Há anos que é assim, mas nada justifica que assim continue. Quando uma qualquer polémica aquece, televisões e jornais, em papel ou online, dão largo espaço ao tema, multiplicam a recolha de opiniões que se confrontam (nos melhores dos casos, pois por vezes parecem sincronizadas), mas fazem segredo sobre quem disse o quê. Por trás das afirmações mais bombásticas estão “fontes bem informadas”, dirigentes “históricos” ou respeitados “investigadores”.

Quem são eles, afinal? Por regra, gente sem coragem para dar a cara pelo que pensa. Não por não poderem, mas por não quererem, a bem das suas carreiras.

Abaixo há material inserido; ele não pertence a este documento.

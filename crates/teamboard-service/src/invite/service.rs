//! Invite lifecycle: send, list, accept, reject, revoke.

use std::sync::Arc;

use chrono::{Duration, Utc};
use tracing::info;
use uuid::Uuid;

use teamboard_auth::team::TeamAuthorizer;
use teamboard_core::error::AppError;
use teamboard_core::result::AppResult;
use teamboard_database::repositories::{InviteRepository, TeamRepository, UserRepository};
use teamboard_entity::audit::{AuditAction, CreateAuditLogEntry};
use teamboard_entity::team::{CreateInvite, InviteStatus, PendingInvite, TeamInvite, TeamMember};

use crate::audit::AuditService;
use crate::context::RequestContext;
use crate::text;

/// Manages invitations into teams.
#[derive(Clone)]
pub struct InviteService {
    invites: Arc<dyn InviteRepository>,
    teams: Arc<dyn TeamRepository>,
    users: Arc<dyn UserRepository>,
    authorizer: TeamAuthorizer,
    audit: AuditService,
    ttl: Duration,
}

impl InviteService {
    /// Creates a new invite service. Invites expire `ttl_days` after
    /// they are sent.
    pub fn new(
        invites: Arc<dyn InviteRepository>,
        teams: Arc<dyn TeamRepository>,
        users: Arc<dyn UserRepository>,
        authorizer: TeamAuthorizer,
        audit: AuditService,
        ttl_days: i64,
    ) -> Self {
        Self {
            invites,
            teams,
            users,
            authorizer,
            audit,
            ttl: Duration::days(ttl_days),
        }
    }

    /// Open invites addressed to the caller.
    pub async fn pending(&self, ctx: &RequestContext) -> AppResult<Vec<PendingInvite>> {
        self.invites
            .list_open_for_email(&ctx.email, Utc::now())
            .await
    }

    /// Invites an email into a team. Owner or Manager only.
    pub async fn create(
        &self,
        ctx: &RequestContext,
        team_id: Uuid,
        email: &str,
    ) -> AppResult<TeamInvite> {
        self.authorizer.authorize_admin(team_id, ctx.user_id).await?;
        let email = text::email(email)?;

        if let Some(user) = self.users.find_by_email(&email).await? {
            if self.teams.find_membership(team_id, user.id).await?.is_some() {
                return Err(AppError::conflict(format!(
                    "'{email}' is already a member of this team"
                )));
            }
        }

        if let Some(existing) = self.invites.find_pending(team_id, &email).await? {
            if existing.is_expired(Utc::now()) {
                self.invites
                    .close(existing.id, InviteStatus::Expired, None)
                    .await?;
            } else {
                return Err(AppError::conflict(format!(
                    "An invite is already pending for '{email}'"
                )));
            }
        }

        let invite = self
            .invites
            .create(CreateInvite {
                team_id,
                email,
                invited_by_user_id: ctx.user_id,
                ttl: self.ttl,
            })
            .await?;

        self.audit
            .record(
                CreateAuditLogEntry::new(team_id, ctx.user_id, AuditAction::InviteSent)
                    .entity(invite.id)
                    .details(&invite.email),
            )
            .await;

        info!(team_id = %team_id, invite_id = %invite.id, "Invite sent");

        Ok(invite)
    }

    /// Every invite of a team, newest first. Owner or Manager only.
    pub async fn list_for_team(
        &self,
        ctx: &RequestContext,
        team_id: Uuid,
    ) -> AppResult<Vec<TeamInvite>> {
        self.authorizer.authorize_admin(team_id, ctx.user_id).await?;
        self.invites.list_for_team(team_id).await
    }

    /// Joins the team of an invite addressed to the caller.
    pub async fn accept(&self, ctx: &RequestContext, invite_id: Uuid) -> AppResult<TeamMember> {
        let invite = self.open_invite(invite_id).await?;
        if !invite.is_addressed_to(&ctx.email) {
            return Err(AppError::authorization("This invite is addressed to someone else"));
        }

        let member = self.invites.accept(invite.id, ctx.user_id).await?;

        self.audit
            .record(
                CreateAuditLogEntry::new(invite.team_id, ctx.user_id, AuditAction::InviteAccepted)
                    .entity(invite.id),
            )
            .await;
        self.audit
            .record(
                CreateAuditLogEntry::new(invite.team_id, ctx.user_id, AuditAction::MemberAdded)
                    .entity(member.id)
                    .details(&invite.email),
            )
            .await;

        info!(team_id = %invite.team_id, user_id = %ctx.user_id, "Invite accepted");

        Ok(member)
    }

    /// Declines an invite addressed to the caller. Expired invites cannot be
    /// declined any more than accepted.
    pub async fn reject(&self, ctx: &RequestContext, invite_id: Uuid) -> AppResult<TeamInvite> {
        let invite = self.open_invite(invite_id).await?;
        if !invite.is_addressed_to(&ctx.email) {
            return Err(AppError::authorization("This invite is addressed to someone else"));
        }

        let invite = self
            .invites
            .close(invite.id, InviteStatus::Revoked, Some(Utc::now()))
            .await?
            .ok_or_else(|| AppError::validation("Invite is no longer pending"))?;

        info!(team_id = %invite.team_id, invite_id = %invite.id, "Invite rejected");

        Ok(invite)
    }

    /// Withdraws a pending invite. Owner or Manager of its team only.
    pub async fn revoke(&self, ctx: &RequestContext, invite_id: Uuid) -> AppResult<TeamInvite> {
        let invite = self.find(invite_id).await?;
        self.authorizer
            .authorize_admin(invite.team_id, ctx.user_id)
            .await?;

        let invite = self
            .invites
            .close(invite.id, InviteStatus::Revoked, Some(Utc::now()))
            .await?
            .ok_or_else(|| AppError::validation("Invite is no longer pending"))?;

        self.audit
            .record(
                CreateAuditLogEntry::new(invite.team_id, ctx.user_id, AuditAction::InviteRevoked)
                    .entity(invite.id)
                    .details(&invite.email),
            )
            .await;

        Ok(invite)
    }

    async fn find(&self, invite_id: Uuid) -> AppResult<TeamInvite> {
        self.invites
            .find_by_id(invite_id)
            .await?
            .ok_or_else(|| AppError::not_found(format!("Invite {invite_id} not found")))
    }

    /// The invite if it is still pending and unexpired. A pending invite
    /// past its expiry is marked Expired on the way out.
    async fn open_invite(&self, invite_id: Uuid) -> AppResult<TeamInvite> {
        let invite = self.find(invite_id).await?;
        if invite.status != InviteStatus::Pending {
            return Err(AppError::validation("Invite is no longer pending"));
        }
        if invite.is_expired(Utc::now()) {
            self.invites
                .close(invite.id, InviteStatus::Expired, None)
                .await?;
            return Err(AppError::validation("Invite has expired"));
        }
        Ok(invite)
    }
}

Argumentar com a necessidade, bem clara no Código Deontológico dos Jornalistas, de identificar os autores das opiniões é a mais básica das críticas aos jornalistas que entram no jogo. Muitos abusam, mesmo.

Não identificar quem defende determinado ponto de vista e deixá-lo escondido sob o pseudónimo de “fonte conhecedora”, é abrir a Comunicação Social à intriga palaciana. Acresce que este mau serviço impede o leitor de saber quem é o autor do raciocínio e, assim, nega-lhe a possibilidade de fazer um juízo sobre a validade dos argumentos tendo em conta a idoneidade do autor.

Esta prática torna-se quase regra quando as polémicas se incendeiam. Toda a gente quer mostrar serviço e lá aparecem inúmeros textos com opiniões definitivas, de rutura, inesperadas, contundentes, incendiárias. O recurso a anónimos permite construir enredo que o leitor não pode comprovar e ninguém consegue desmentir. Quem pode negar que “entre os militantes - qualquer que seja o partido - há quem mostre desagrado” e que “um influente dirigente partidário defende a convocação de um congresso”? O anonimato e a generalização impedem que se afira ou desminta o que fica escrito.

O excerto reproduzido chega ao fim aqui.